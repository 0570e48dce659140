//! Per-route accumulation of origin/destination quantities.

use crate::config::ColumnBindings;
use crate::model::{RouteKey, StopId};
use crate::table::Table;
use crate::{Error, Result};
use indexmap::IndexMap;
use rustc_hash::FxHashSet;
use serde::Serialize;

/// Sparse origin -> destination -> quantity table. Absent entries mean zero flow.
#[derive(Debug, Clone, Default, PartialEq, Eq, Serialize)]
#[serde(transparent)]
pub struct FlowTable {
    flows: IndexMap<StopId, IndexMap<StopId, u64>>,
}

impl FlowTable {
    /// Accumulates `quantity` onto the pair; repeated pairs sum.
    pub fn add(&mut self, origin: &str, destination: &str, quantity: u64) {
        *self
            .flows
            .entry(origin.to_string())
            .or_default()
            .entry(destination.to_string())
            .or_insert(0) += quantity;
    }

    pub fn get(&self, origin: &str, destination: &str) -> u64 {
        self.flows
            .get(origin)
            .and_then(|d| d.get(destination))
            .copied()
            .unwrap_or(0)
    }

    pub fn destinations(&self, origin: &str) -> Option<&IndexMap<StopId, u64>> {
        self.flows.get(origin)
    }

    /// `(origin, destination, quantity)` in first-seen order.
    pub fn iter(&self) -> impl Iterator<Item = (&str, &str, u64)> + '_ {
        self.flows.iter().flat_map(|(o, dests)| {
            dests
                .iter()
                .map(move |(d, q)| (o.as_str(), d.as_str(), *q))
        })
    }

    pub fn is_empty(&self) -> bool {
        self.flows.is_empty()
    }

    pub fn pair_count(&self) -> usize {
        self.flows.values().map(IndexMap::len).sum()
    }

    pub fn total(&self) -> u64 {
        self.iter().map(|(_, _, q)| q).sum()
    }

    fn retain_stops(&mut self, keep: &impl Fn(&str) -> bool) {
        self.flows.retain(|origin, dests| {
            if !keep(origin) {
                return false;
            }
            dests.retain(|d, _| keep(d));
            !dests.is_empty()
        });
    }
}

/// Boardings (stop as origin) and alightings (stop as destination).
#[derive(Debug, Clone, Default, PartialEq, Eq, Serialize)]
pub struct StopTotals {
    pub boardings: IndexMap<StopId, u64>,
    pub alightings: IndexMap<StopId, u64>,
}

impl StopTotals {
    pub fn from_flows(flows: &FlowTable) -> Self {
        let mut totals = Self::default();
        for (o, d, q) in flows.iter() {
            totals.add(o, d, q);
        }
        totals
    }

    fn add(&mut self, origin: &str, destination: &str, quantity: u64) {
        *self.boardings.entry(origin.to_string()).or_insert(0) += quantity;
        *self.alightings.entry(destination.to_string()).or_insert(0) += quantity;
    }

    pub fn boardings_at(&self, stop: &str) -> u64 {
        self.boardings.get(stop).copied().unwrap_or(0)
    }

    pub fn alightings_at(&self, stop: &str) -> u64 {
        self.alightings.get(stop).copied().unwrap_or(0)
    }

    pub fn total_boardings(&self) -> u64 {
        self.boardings.values().sum()
    }

    pub fn total_alightings(&self) -> u64 {
        self.alightings.values().sum()
    }

    /// Largest per-stop boardings total.
    pub fn max_boardings(&self) -> u64 {
        self.boardings.values().copied().max().unwrap_or(0)
    }

    /// Largest per-stop alightings total.
    pub fn max_alightings(&self) -> u64 {
        self.alightings.values().copied().max().unwrap_or(0)
    }
}

/// Suspicious rows that are still aggregated as-is.
#[derive(Debug, Clone, PartialEq, Eq, Serialize)]
pub enum RowAnomaly {
    BlankStop { line: usize },
}

#[derive(Debug, Clone, Default, Serialize)]
pub struct Aggregation {
    pub flows: FlowTable,
    pub totals: StopTotals,
    /// Largest single-row quantity aggregated.
    pub max_quantity: u64,
    /// Rows matching the route key and filters, reflexive rows included.
    pub row_count: usize,
    /// Every stop in first-seen order (origin before destination within a row).
    pub stops_seen: Vec<StopId>,
    /// First-seen order of stops acting as origin.
    pub origin_order: Vec<StopId>,
    /// First-seen order of stops acting as destination.
    pub destination_order: Vec<StopId>,
    pub anomalies: Vec<RowAnomaly>,
}

impl Aggregation {
    /// True when nothing matched; callers skip the route rather than render it.
    pub fn is_empty(&self) -> bool {
        self.flows.is_empty()
    }

    /// Removes every flow touching a stop rejected by `keep` and rebuilds the totals.
    ///
    /// Stops left without any flow are forgotten too, and `max_quantity` is capped by the
    /// largest remaining pair total.
    pub fn retain_stops(&mut self, keep: impl Fn(&str) -> bool) {
        self.flows.retain_stops(&keep);
        self.totals = StopTotals::from_flows(&self.flows);
        let largest_pair = self.flows.iter().map(|(_, _, q)| q).max().unwrap_or(0);
        self.max_quantity = self.max_quantity.min(largest_pair);
        let StopTotals {
            boardings,
            alightings,
        } = &self.totals;
        self.stops_seen
            .retain(|s| boardings.contains_key(s) || alightings.contains_key(s));
        self.origin_order.retain(|s| boardings.contains_key(s));
        self.destination_order.retain(|s| alightings.contains_key(s));
    }
}

/// Aggregates the rows of `table` that belong to `key` and pass every filter.
///
/// Rows whose origin equals their destination are skipped unless `reflexive` is set.
/// A quantity that is not a non-negative integer aborts the whole aggregation.
pub fn aggregate(
    table: &Table,
    bindings: &ColumnBindings,
    key: &RouteKey,
    reflexive: bool,
) -> Result<Aggregation> {
    let mut agg = Aggregation::default();
    let mut seen: FxHashSet<&str> = FxHashSet::default();
    let mut seen_origins: FxHashSet<&str> = FxHashSet::default();
    let mut seen_destinations: FxHashSet<&str> = FxHashSet::default();

    for record in table.records() {
        if record.get(bindings.route) != key.route
            || record.get(bindings.direction) != key.direction
        {
            continue;
        }
        if bindings
            .filters
            .iter()
            .any(|(col, required)| record.get(*col) != required)
        {
            continue;
        }
        agg.row_count += 1;

        let origin = record.get(bindings.origin);
        let destination = record.get(bindings.destination);
        if !reflexive && origin == destination {
            continue;
        }

        let raw_quantity = record.get(bindings.quantity);
        let quantity =
            raw_quantity
                .trim()
                .parse::<u64>()
                .map_err(|_| Error::InvalidQuantity {
                    line: record.line,
                    value: raw_quantity.to_string(),
                })?;

        if origin.trim().is_empty() || destination.trim().is_empty() {
            tracing::warn!(line = record.line, route = %key, "blank origin or destination stop");
            agg.anomalies.push(RowAnomaly::BlankStop { line: record.line });
        }

        for stop in [origin, destination] {
            if seen.insert(stop) {
                agg.stops_seen.push(stop.to_string());
            }
        }
        if seen_origins.insert(origin) {
            agg.origin_order.push(origin.to_string());
        }
        if seen_destinations.insert(destination) {
            agg.destination_order.push(destination.to_string());
        }

        agg.flows.add(origin, destination, quantity);
        agg.totals.add(origin, destination, quantity);
        agg.max_quantity = agg.max_quantity.max(quantity);
    }

    tracing::debug!(
        route = %key,
        rows = agg.row_count,
        pairs = agg.flows.pair_count(),
        max_quantity = agg.max_quantity,
        "aggregated flows"
    );
    Ok(agg)
}

/// Sorted, de-duplicated route keys present in `table`.
pub fn list_route_keys(table: &Table, bindings: &ColumnBindings) -> Vec<RouteKey> {
    let mut keys = table
        .records()
        .iter()
        .map(|r| RouteKey::new(r.get(bindings.route), r.get(bindings.direction)))
        .collect::<Vec<_>>();
    keys.sort_unstable();
    keys.dedup();
    keys
}

#[cfg(test)]
mod tests {
    use super::*;
    use crate::config::Definitions;

    fn table(rows: &str) -> Table {
        Table::parse(&format!(
            "route,direction,origin_stop,destination_stop,quantity,time\n{rows}"
        ))
        .unwrap()
    }

    fn run(t: &Table, reflexive: bool) -> Result<Aggregation> {
        let bindings = Definitions::default().bind(t).unwrap();
        aggregate(t, &bindings, &RouteKey::new("100", "Inbound"), reflexive)
    }

    #[test]
    fn repeated_pairs_accumulate_and_reversed_pairs_are_kept() {
        let t = table(
            "100,Inbound,S1,S2,5,am\n100,Inbound,S1,S2,3,pm\n100,Inbound,S2,S1,2,am\n",
        );
        let agg = run(&t, false).unwrap();
        assert_eq!(agg.flows.get("S1", "S2"), 8);
        assert_eq!(agg.flows.get("S2", "S1"), 2);
        assert_eq!(agg.totals.boardings_at("S1"), 8);
        assert_eq!(agg.totals.boardings_at("S2"), 2);
        assert_eq!(agg.totals.alightings_at("S2"), 8);
        assert_eq!(agg.totals.alightings_at("S1"), 2);
        assert_eq!(agg.max_quantity, 5);
        assert_eq!(agg.row_count, 3);
    }

    #[test]
    fn reflexive_rows_are_counted_but_only_aggregated_when_enabled() {
        let t = table("100,Inbound,S1,S1,4,am\n100,Inbound,S1,S2,1,am\n");
        let off = run(&t, false).unwrap();
        assert_eq!(off.flows.get("S1", "S1"), 0);
        assert_eq!(off.row_count, 2);
        assert_eq!(off.totals.total_boardings(), 1);

        let on = run(&t, true).unwrap();
        assert_eq!(on.flows.get("S1", "S1"), 4);
        assert_eq!(on.totals.total_boardings(), on.totals.total_alightings());
        assert_eq!(on.totals.total_boardings(), 5);
    }

    #[test]
    fn other_routes_and_filtered_rows_are_skipped() {
        let t = table(
            "100,Outbound,S1,S2,5,am\n200,Inbound,S1,S2,5,am\n100,Inbound,S1,S2,7,am\n100,Inbound,S1,S2,9,pm\n",
        );
        let mut defs = Definitions::default();
        defs.infile_filters.insert("time".to_string(), "am".to_string());
        let bindings = defs.bind(&t).unwrap();
        let agg = aggregate(&t, &bindings, &RouteKey::new("100", "Inbound"), false).unwrap();
        assert_eq!(agg.flows.get("S1", "S2"), 7);
        assert_eq!(agg.row_count, 1);
    }

    #[test]
    fn non_numeric_quantity_is_fatal() {
        let t = table("100,Inbound,S1,S2,lots,am\n");
        let err = run(&t, false).unwrap_err();
        assert!(matches!(err, Error::InvalidQuantity { line: 2, value } if value == "lots"));
    }

    #[test]
    fn no_matching_rows_is_empty_not_an_error() {
        let t = table("999,Inbound,S1,S2,5,am\n");
        let agg = run(&t, false).unwrap();
        assert!(agg.is_empty());
        assert_eq!(agg.row_count, 0);
    }

    #[test]
    fn blank_stops_are_reported_and_still_aggregated() {
        let t = table("100,Inbound,,S2,5,am\n");
        let agg = run(&t, false).unwrap();
        assert_eq!(agg.anomalies, vec![RowAnomaly::BlankStop { line: 2 }]);
        assert_eq!(agg.flows.get("", "S2"), 5);
    }

    #[test]
    fn encounter_orders_follow_row_order() {
        let t = table("100,Inbound,A,C,1,am\n100,Inbound,B,C,1,am\n100,Inbound,A,B,1,am\n");
        let agg = run(&t, false).unwrap();
        assert_eq!(agg.origin_order, ["A", "B"]);
        assert_eq!(agg.destination_order, ["C", "B"]);
        assert_eq!(agg.stops_seen, ["A", "C", "B"]);
    }

    #[test]
    fn retain_stops_prunes_flows_and_rebuilds_totals() {
        let t = table("100,Inbound,A,B,3,am\n100,Inbound,A,C,4,am\n100,Inbound,C,B,2,am\n");
        let mut agg = run(&t, false).unwrap();
        agg.retain_stops(|s| s != "C");
        assert_eq!(agg.flows.pair_count(), 1);
        assert_eq!(agg.totals.boardings_at("A"), 3);
        assert_eq!(agg.totals.alightings_at("B"), 3);
        assert_eq!(agg.totals.total_boardings(), agg.flows.total());
        assert_eq!(agg.max_quantity, 3);
        assert_eq!(agg.stops_seen, ["A", "B"]);
    }

    #[test]
    fn retain_stops_forgets_stops_stranded_by_the_prune() {
        let t = table("100,Inbound,A,B,5,am\n100,Inbound,C,D,3,am\n");
        let mut agg = run(&t, false).unwrap();
        agg.retain_stops(|s| s != "B");
        assert_eq!(agg.stops_seen, ["C", "D"]);
        assert_eq!(agg.origin_order, ["C"]);
        assert_eq!(agg.destination_order, ["D"]);
        assert_eq!(agg.totals.boardings_at("A"), 0);
    }

    #[test]
    fn route_keys_are_sorted_and_unique() {
        let t = table("200,Inbound,A,B,1,am\n100,Outbound,A,B,1,am\n200,Inbound,B,C,1,am\n");
        let bindings = Definitions::default().bind(&t).unwrap();
        assert_eq!(
            list_route_keys(&t, &bindings),
            [
                RouteKey::new("100", "Outbound"),
                RouteKey::new("200", "Inbound")
            ]
        );
    }
}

____

• What this task involves: Set down the lines of the records exactly, from the first one through the line containing "pub fn iter(&self)", and add nothing else.

• Output of the task:
repository 0570e48dce659140
//! Per-route accumulation of origin/destination quantities.

use crate::config::ColumnBindings;
use crate::model::{RouteKey, StopId};
use crate::table::Table;
use crate::{Error, Result};
use indexmap::IndexMap;
use rustc_hash::FxHashSet;
use serde::Serialize;

/// Sparse origin -> destination -> quantity table. Absent entries mean zero flow.
#[derive(Debug, Clone, Default, PartialEq, Eq, Serialize)]
#[serde(transparent)]
pub struct FlowTable {
    flows: IndexMap<StopId, IndexMap<StopId, u64>>,
}

impl FlowTable {
    /// Accumulates `quantity` onto the pair; repeated pairs sum.
    pub fn add(&mut self, origin: &str, destination: &str, quantity: u64) {
        *self
            .flows
            .entry(origin.to_string())
            .or_default()
            .entry(destination.to_string())
            .or_insert(0) += quantity;
    }

    pub fn get(&self, origin: &str, destination: &str) -> u64 {
        self.flows
            .get(origin)
            .and_then(|d| d.get(destination))
            .copied()
            .unwrap_or(0)
    }

    pub fn destinations(&self, origin: &str) -> Option<&IndexMap<StopId, u64>> {
        self.flows.get(origin)
    }

    /// `(origin, destination, quantity)` in first-seen order.
    pub fn iter(&self) -> impl Iterator<Item = (&str, &str, u64)> + '_ {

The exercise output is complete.